Они стоят так же тесно, как зубья в гребне, и такие же тоненькие, как усики цветов, а длиной не более кончика мизинца.
Они раскалены страшным огнем гнева Господня... Вы будете плясать на них без башмаков и без чулок...
Я не поведу вас ни в Париж, ни даже в Руан, чтобы показать вам зеркало, в котором вы могли бы увидеть себя без труда.
Я поведу вас не дальше чем в оссуарий, где покоятся мертвые. Как и им, нам тоже предстоит умереть.
Вот их голые черепа; черепа молодых, черепа старых; здесь они все вместе, глухие и немые, — и днем и ночью.
Они потеряли свои прекрасные украшения, свои розовые лица, свои белые руки... Их души... я не знаю, что с ними стало!.. На этом я умолкаю.
ГЛАВА XXI
РАЙ
Между землей и раем есть девяносто девять постоялых дворов. В каждом нужно сделать остановку. Если нечем заплатить за постой, приходится возвращаться на дорогу в ад.
Гостиница на полпути называется «Битекле».
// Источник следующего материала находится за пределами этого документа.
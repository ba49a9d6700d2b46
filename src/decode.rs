use std::collections::HashMap;

use bitvec::{order::Msb0, slice::BitSlice, view::BitView};

use crate::{code::Code, errors::DecodeError};

/// Reverse table rebuilt from the stream header: code bits -> symbol.
type ReverseTable = HashMap<Code, u8>;

/// Decompress a stream produced by [`encode`].
///
/// [`encode`]: crate::encode::encode
pub fn decode(stream: &[u8]) -> Result<Vec<u8>, DecodeError> {
    let (&pad_count, rest) = stream
        .split_first()
        .ok_or_else(|| DecodeError::Header("missing pad-count byte".into()))?;
    if pad_count > 7 {
        return Err(DecodeError::Header(format!(
            "pad count {pad_count} out of range (max 7)"
        )));
    }

    let bits = rest.view_bits::<Msb0>();
    let unpadded_len = bits.len().checked_sub(pad_count as usize).ok_or_else(|| {
        DecodeError::Header(format!(
            "{pad_count} padding bits declared but only {} bits present",
            bits.len()
        ))
    })?;

    let mut reader = BitReader::new(&bits[..unpadded_len]);
    let reverse = read_code_table(&mut reader)?;
    replay(&reverse, reader.rest())
}

/// Parse the symbol table: a count byte, then (symbol, length, code bits)
/// triplets.
fn read_code_table(reader: &mut BitReader<'_>) -> Result<ReverseTable, DecodeError> {
    let header_eof = || DecodeError::Header("symbol table runs past end of stream".into());

    let symbol_count = reader
        .read_u8()
        .ok_or_else(|| DecodeError::Header("missing symbol-count byte".into()))?;

    let mut reverse = ReverseTable::with_capacity(symbol_count as usize);
    for _ in 0..symbol_count {
        let symbol = reader.read_u8().ok_or_else(header_eof)?;
        let length = reader.read_u8().ok_or_else(header_eof)?;
        if length == 0 {
            return Err(DecodeError::Header(format!(
                "zero-length code for symbol {symbol:#04x}"
            )));
        }

        let code = reader.read_bits(length as usize).ok_or_else(header_eof)?;
        if reverse.insert(code.to_bitvec(), symbol).is_some() {
            return Err(DecodeError::Header(format!(
                "duplicate code in symbol table (symbol {symbol:#04x})"
            )));
        }
    }

    Ok(reverse)
}

/// Replay payload bits against the reverse table.
///
/// Grow a candidate code one bit at a time and emit on exact match. The
/// table is prefix-free, so the greedy match never needs backtracking.
fn replay(reverse: &ReverseTable, payload: &BitSlice<u8, Msb0>) -> Result<Vec<u8>, DecodeError> {
    let mut output = Vec::new();
    let mut candidate = Code::new();

    for bit in payload {
        candidate.push(*bit);
        if let Some(&symbol) = reverse.get(&candidate) {
            output.push(symbol);
            candidate.clear();
        }
    }

    if candidate.is_empty() {
        Ok(output)
    } else {
        Err(DecodeError::Payload(format!(
            "{} unmatched trailing bits",
            candidate.len()
        )))
    }
}

/// Cursor over a bit slice; reads past the end return `None`.
struct BitReader<'a> {
    bits: &'a BitSlice<u8, Msb0>,
}

impl<'a> BitReader<'a> {
    fn new(bits: &'a BitSlice<u8, Msb0>) -> Self {
        Self { bits }
    }

    fn read_u8(&mut self) -> Option<u8> {
        let bits = self.read_bits(8)?;
        Some(bits.iter().fold(0, |acc, bit| (acc << 1) | *bit as u8))
    }

    fn read_bits(&mut self, n: usize) -> Option<&'a BitSlice<u8, Msb0>> {
        if n > self.bits.len() {
            return None;
        }
        let (taken, rest) = self.bits.split_at(n);
        self.bits = rest;
        Some(taken)
    }

    /// Everything not yet consumed.
    fn rest(self) -> &'a BitSlice<u8, Msb0> {
        self.bits
    }
}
Милосердный Господь свой обход совершает здесь раз в неделю, в субботу вечером. Он забирает с собой в рай тех посетителей, кто не слишком пьян.
Двое пьяниц
В «Битекле» хватает пьянчуг, которые там задерживаются дольше разумного. В их числе, как рассказывают, — Лор Керришар и Анн Тоэр (Иосиф Кровельщик), оба из Пенвенана. Уже пять лет, как они ушли, а все никак не пройдут «Битекле». При жизни они были добрые компаньоны, самые славные ребята в мире, но они выпили бы море, если бы в нем был сидр, а не соленая вода. Милосердный Господь не потребовал бы от них большего, чтобы приоткрыть им двери рая. К несчастью, всякий раз, когда он делал перекличку в «Битекле», стоило ему дойти до имен Лора Керришара и Анна Тоэра, как повторялась старая история. Язык у обоих молодцов так заплетался, что они были не способны ответить «Здесь!». Наутро они раскаивались, что опять пропустили свой случай. А чтобы утешиться, снова начинали пить. Это длится уже пять лет, и нет никаких оснований думать, что это закончится до Страшного суда.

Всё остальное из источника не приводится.